- TASK INPUTS -
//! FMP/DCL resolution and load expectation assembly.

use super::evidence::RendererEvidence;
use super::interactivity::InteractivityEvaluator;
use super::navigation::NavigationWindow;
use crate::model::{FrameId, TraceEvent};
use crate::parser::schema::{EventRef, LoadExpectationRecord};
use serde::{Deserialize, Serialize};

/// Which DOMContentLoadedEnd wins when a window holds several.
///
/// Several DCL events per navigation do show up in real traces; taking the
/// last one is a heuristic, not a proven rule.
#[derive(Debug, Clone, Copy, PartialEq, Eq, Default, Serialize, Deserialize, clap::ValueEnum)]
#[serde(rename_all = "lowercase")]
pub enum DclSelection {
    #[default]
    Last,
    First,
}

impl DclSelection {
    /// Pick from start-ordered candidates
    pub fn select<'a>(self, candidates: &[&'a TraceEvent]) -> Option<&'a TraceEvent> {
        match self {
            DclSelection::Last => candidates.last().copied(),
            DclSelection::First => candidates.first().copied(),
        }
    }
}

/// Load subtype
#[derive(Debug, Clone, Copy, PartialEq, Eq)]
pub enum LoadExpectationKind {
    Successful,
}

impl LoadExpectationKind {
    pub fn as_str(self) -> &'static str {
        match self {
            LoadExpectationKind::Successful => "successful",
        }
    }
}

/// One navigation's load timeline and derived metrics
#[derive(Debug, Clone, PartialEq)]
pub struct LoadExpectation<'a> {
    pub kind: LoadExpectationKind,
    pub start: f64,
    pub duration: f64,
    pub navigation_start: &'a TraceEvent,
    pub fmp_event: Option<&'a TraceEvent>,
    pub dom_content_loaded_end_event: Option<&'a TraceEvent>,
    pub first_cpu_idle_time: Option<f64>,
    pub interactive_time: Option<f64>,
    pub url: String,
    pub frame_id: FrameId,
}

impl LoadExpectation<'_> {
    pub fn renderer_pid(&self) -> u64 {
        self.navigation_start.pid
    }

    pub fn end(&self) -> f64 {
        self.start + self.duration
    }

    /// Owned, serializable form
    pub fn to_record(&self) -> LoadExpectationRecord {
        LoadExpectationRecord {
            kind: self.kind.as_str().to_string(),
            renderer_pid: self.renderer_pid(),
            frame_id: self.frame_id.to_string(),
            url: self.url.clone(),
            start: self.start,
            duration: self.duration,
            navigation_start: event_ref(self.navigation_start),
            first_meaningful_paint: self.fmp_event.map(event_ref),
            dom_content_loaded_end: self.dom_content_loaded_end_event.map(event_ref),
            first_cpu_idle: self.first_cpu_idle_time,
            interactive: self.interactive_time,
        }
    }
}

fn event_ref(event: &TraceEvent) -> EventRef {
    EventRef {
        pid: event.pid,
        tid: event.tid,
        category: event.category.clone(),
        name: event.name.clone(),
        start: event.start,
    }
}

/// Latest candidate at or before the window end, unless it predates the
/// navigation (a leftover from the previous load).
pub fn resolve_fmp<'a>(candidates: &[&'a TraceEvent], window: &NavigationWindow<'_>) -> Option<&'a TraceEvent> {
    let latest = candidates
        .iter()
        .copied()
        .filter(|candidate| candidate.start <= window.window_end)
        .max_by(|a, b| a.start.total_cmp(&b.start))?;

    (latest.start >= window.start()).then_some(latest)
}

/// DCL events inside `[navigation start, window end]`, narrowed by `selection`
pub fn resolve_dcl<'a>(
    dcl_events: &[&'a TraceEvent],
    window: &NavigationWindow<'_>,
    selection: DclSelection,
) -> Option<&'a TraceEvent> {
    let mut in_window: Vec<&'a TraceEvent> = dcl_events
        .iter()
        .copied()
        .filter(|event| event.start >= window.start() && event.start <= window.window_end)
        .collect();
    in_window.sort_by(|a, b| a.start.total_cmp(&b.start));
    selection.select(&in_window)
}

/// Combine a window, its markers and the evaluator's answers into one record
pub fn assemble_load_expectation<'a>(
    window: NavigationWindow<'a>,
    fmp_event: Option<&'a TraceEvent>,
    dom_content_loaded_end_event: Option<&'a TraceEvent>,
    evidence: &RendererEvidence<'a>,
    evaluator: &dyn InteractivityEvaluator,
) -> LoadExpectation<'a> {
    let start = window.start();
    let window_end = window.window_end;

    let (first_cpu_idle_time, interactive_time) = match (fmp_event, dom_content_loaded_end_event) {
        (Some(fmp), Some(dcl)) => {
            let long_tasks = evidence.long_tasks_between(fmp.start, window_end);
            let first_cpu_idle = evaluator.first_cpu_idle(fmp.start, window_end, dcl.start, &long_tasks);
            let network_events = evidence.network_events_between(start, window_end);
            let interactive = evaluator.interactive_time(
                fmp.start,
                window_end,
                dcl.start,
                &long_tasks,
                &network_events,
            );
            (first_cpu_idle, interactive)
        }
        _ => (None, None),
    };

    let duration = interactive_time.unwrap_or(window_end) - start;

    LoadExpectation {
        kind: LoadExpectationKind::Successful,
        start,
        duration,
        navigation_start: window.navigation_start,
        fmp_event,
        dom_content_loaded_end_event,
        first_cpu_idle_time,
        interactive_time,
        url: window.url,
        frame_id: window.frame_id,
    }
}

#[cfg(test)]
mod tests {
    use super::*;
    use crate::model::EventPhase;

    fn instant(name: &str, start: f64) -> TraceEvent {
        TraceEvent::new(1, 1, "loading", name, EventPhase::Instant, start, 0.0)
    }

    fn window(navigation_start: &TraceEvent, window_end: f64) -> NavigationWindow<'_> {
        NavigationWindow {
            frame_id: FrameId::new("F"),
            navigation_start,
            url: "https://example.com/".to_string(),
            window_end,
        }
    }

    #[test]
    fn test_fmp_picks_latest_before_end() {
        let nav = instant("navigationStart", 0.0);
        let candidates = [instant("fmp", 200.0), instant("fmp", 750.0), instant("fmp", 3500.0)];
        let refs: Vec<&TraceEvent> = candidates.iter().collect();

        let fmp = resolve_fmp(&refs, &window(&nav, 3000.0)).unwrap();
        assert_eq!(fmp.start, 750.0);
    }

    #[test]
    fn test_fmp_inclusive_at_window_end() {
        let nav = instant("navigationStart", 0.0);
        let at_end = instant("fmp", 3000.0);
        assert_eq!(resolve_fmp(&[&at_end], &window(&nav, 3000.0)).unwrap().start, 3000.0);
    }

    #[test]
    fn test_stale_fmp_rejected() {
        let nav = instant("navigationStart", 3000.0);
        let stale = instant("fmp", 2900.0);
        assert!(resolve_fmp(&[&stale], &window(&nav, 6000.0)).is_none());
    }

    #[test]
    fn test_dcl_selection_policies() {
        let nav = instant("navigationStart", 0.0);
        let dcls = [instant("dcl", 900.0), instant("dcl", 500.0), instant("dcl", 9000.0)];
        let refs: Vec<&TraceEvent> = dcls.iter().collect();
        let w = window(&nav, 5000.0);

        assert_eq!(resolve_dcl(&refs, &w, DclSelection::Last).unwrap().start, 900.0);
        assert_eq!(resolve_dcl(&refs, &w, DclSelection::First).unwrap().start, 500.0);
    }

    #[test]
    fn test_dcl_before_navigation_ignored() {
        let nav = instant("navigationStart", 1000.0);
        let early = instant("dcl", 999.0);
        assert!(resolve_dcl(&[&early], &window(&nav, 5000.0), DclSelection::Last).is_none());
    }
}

- ASSIGNMENT -
Transcribe the full set of records without altering a single character.

- PROBLEM SOLUTION -
//! FMP/DCL resolution and load expectation assembly.

use super::evidence::RendererEvidence;
use super::interactivity::InteractivityEvaluator;
use super::navigation::NavigationWindow;
use crate::model::{FrameId, TraceEvent};
use crate::parser::schema::{EventRef, LoadExpectationRecord};
use serde::{Deserialize, Serialize};

/// Which DOMContentLoadedEnd wins when a window holds several.
///
/// Several DCL events per navigation do show up in real traces; taking the
/// last one is a heuristic, not a proven rule.
#[derive(Debug, Clone, Copy, PartialEq, Eq, Default, Serialize, Deserialize, clap::ValueEnum)]
#[serde(rename_all = "lowercase")]
pub enum DclSelection {
    #[default]
    Last,
    First,
}

impl DclSelection {
    /// Pick from start-ordered candidates
    pub fn select<'a>(self, candidates: &[&'a TraceEvent]) -> Option<&'a TraceEvent> {
        match self {
            DclSelection::Last => candidates.last().copied(),
            DclSelection::First => candidates.first().copied(),
        }
    }
}

/// Load subtype
#[derive(Debug, Clone, Copy, PartialEq, Eq)]
pub enum LoadExpectationKind {
    Successful,
}

impl LoadExpectationKind {
    pub fn as_str(self) -> &'static str {
        match self {
            LoadExpectationKind::Successful => "successful",
        }
    }
}

/// One navigation's load timeline and derived metrics
#[derive(Debug, Clone, PartialEq)]
pub struct LoadExpectation<'a> {
    pub kind: LoadExpectationKind,
    pub start: f64,
    pub duration: f64,
    pub navigation_start: &'a TraceEvent,
    pub fmp_event: Option<&'a TraceEvent>,
    pub dom_content_loaded_end_event: Option<&'a TraceEvent>,
    pub first_cpu_idle_time: Option<f64>,
    pub interactive_time: Option<f64>,
    pub url: String,
    pub frame_id: FrameId,
}

impl LoadExpectation<'_> {
    pub fn renderer_pid(&self) -> u64 {
        self.navigation_start.pid
    }

    pub fn end(&self) -> f64 {
        self.start + self.duration
    }

    /// Owned, serializable form
    pub fn to_record(&self) -> LoadExpectationRecord {
        LoadExpectationRecord {
            kind: self.kind.as_str().to_string(),
            renderer_pid: self.renderer_pid(),
            frame_id: self.frame_id.to_string(),
            url: self.url.clone(),
            start: self.start,
            duration: self.duration,
            navigation_start: event_ref(self.navigation_start),
            first_meaningful_paint: self.fmp_event.map(event_ref),
            dom_content_loaded_end: self.dom_content_loaded_end_event.map(event_ref),
            first_cpu_idle: self.first_cpu_idle_time,
            interactive: self.interactive_time,
        }
    }
}

fn event_ref(event: &TraceEvent) -> EventRef {
    EventRef {
        pid: event.pid,
        tid: event.tid,
        category: event.category.clone(),
        name: event.name.clone(),
        start: event.start,
    }
}

/// Latest candidate at or before the window end, unless it predates the
/// navigation (a leftover from the previous load).
pub fn resolve_fmp<'a>(candidates: &[&'a TraceEvent], window: &NavigationWindow<'_>) -> Option<&'a TraceEvent> {
    let latest = candidates
        .iter()
        .copied()
        .filter(|candidate| candidate.start <= window.window_end)
        .max_by(|a, b| a.start.total_cmp(&b.start))?;

    (latest.start >= window.start()).then_some(latest)
}

/// DCL events inside `[navigation start, window end]`, narrowed by `selection`
pub fn resolve_dcl<'a>(
    dcl_events: &[&'a TraceEvent],
    window: &NavigationWindow<'_>,
    selection: DclSelection,
) -> Option<&'a TraceEvent> {
    let mut in_window: Vec<&'a TraceEvent> = dcl_events
        .iter()
        .copied()
        .filter(|event| event.start >= window.start() && event.start <= window.window_end)
        .collect();
    in_window.sort_by(|a, b| a.start.total_cmp(&b.start));
    selection.select(&in_window)
}

/// Combine a window, its markers and the evaluator's answers into one record
pub fn assemble_load_expectation<'a>(
    window: NavigationWindow<'a>,
    fmp_event: Option<&'a TraceEvent>,
    dom_content_loaded_end_event: Option<&'a TraceEvent>,
    evidence: &RendererEvidence<'a>,
    evaluator: &dyn InteractivityEvaluator,
) -> LoadExpectation<'a> {
    let start = window.start();
    let window_end = window.window_end;

    let (first_cpu_idle_time, interactive_time) = match (fmp_event, dom_content_loaded_end_event) {
        (Some(fmp), Some(dcl)) => {
            let long_tasks = evidence.long_tasks_between(fmp.start, window_end);
            let first_cpu_idle = evaluator.first_cpu_idle(fmp.start, window_end, dcl.start, &long_tasks);
            let network_events = evidence.network_events_between(start, window_end);
            let interactive = evaluator.interactive_time(
                fmp.start,
                window_end,
                dcl.start,
                &long_tasks,
                &network_events,
            );
            (first_cpu_idle, interactive)
        }
        _ => (None, None),
    };

    let duration = interactive_time.unwrap_or(window_end) - start;

    LoadExpectation {
        kind: LoadExpectationKind::Successful,
        start,
        duration,
        navigation_start: window.navigation_start,
        fmp_event,
        dom_content_loaded_end_event,
        first_cpu_idle_time,
        interactive_time,
        url: window.url,
        frame_id: window.frame_id,
    }
}

#[cfg(test)]
mod tests {
    use super::*;
    use crate::model::EventPhase;

    fn instant(name: &str, start: f64) -> TraceEvent {
        TraceEvent::new(1, 1, "loading", name, EventPhase::Instant, start, 0.0)
    }

    fn window(navigation_start: &TraceEvent, window_end: f64) -> NavigationWindow<'_> {
        NavigationWindow {
            frame_id: FrameId::new("F"),
            navigation_start,
            url: "https://example.com/".to_string(),
            window_end,
        }
    }

    #[test]
    fn test_fmp_picks_latest_before_end() {
        let nav = instant("navigationStart", 0.0);
        let candidates = [instant("fmp", 200.0), instant("fmp", 750.0), instant("fmp", 3500.0)];
        let refs: Vec<&TraceEvent> = candidates.iter().collect();

        let fmp = resolve_fmp(&refs, &window(&nav, 3000.0)).unwrap();
        assert_eq!(fmp.start, 750.0);
    }

    #[test]
    fn test_fmp_inclusive_at_window_end() {
        let nav = instant("navigationStart", 0.0);
        let at_end = instant("fmp", 3000.0);
        assert_eq!(resolve_fmp(&[&at_end], &window(&nav, 3000.0)).unwrap().start, 3000.0);
    }

    #[test]
    fn test_stale_fmp_rejected() {
        let nav = instant("navigationStart", 3000.0);
        let stale = instant("fmp", 2900.0);
        assert!(resolve_fmp(&[&stale], &window(&nav, 6000.0)).is_none());
    }

    #[test]
    fn test_dcl_selection_policies() {
        let nav = instant("navigationStart", 0.0);
        let dcls = [instant("dcl", 900.0), instant("dcl", 500.0), instant("dcl", 9000.0)];
        let refs: Vec<&TraceEvent> = dcls.iter().collect();
        let w = window(&nav, 5000.0);

        assert_eq!(resolve_dcl(&refs, &w, DclSelection::Last).unwrap().start, 900.0);
        assert_eq!(resolve_dcl(&refs, &w, DclSelection::First).unwrap().start, 500.0);
    }

    #[test]
    fn test_dcl_before_navigation_ignored() {
        let nav = instant("navigationStart", 1000.0);
        let early = instant("dcl", 999.0);
        assert!(resolve_dcl(&[&early], &window(&nav, 5000.0), DclSelection::Last).is_none());
    }
}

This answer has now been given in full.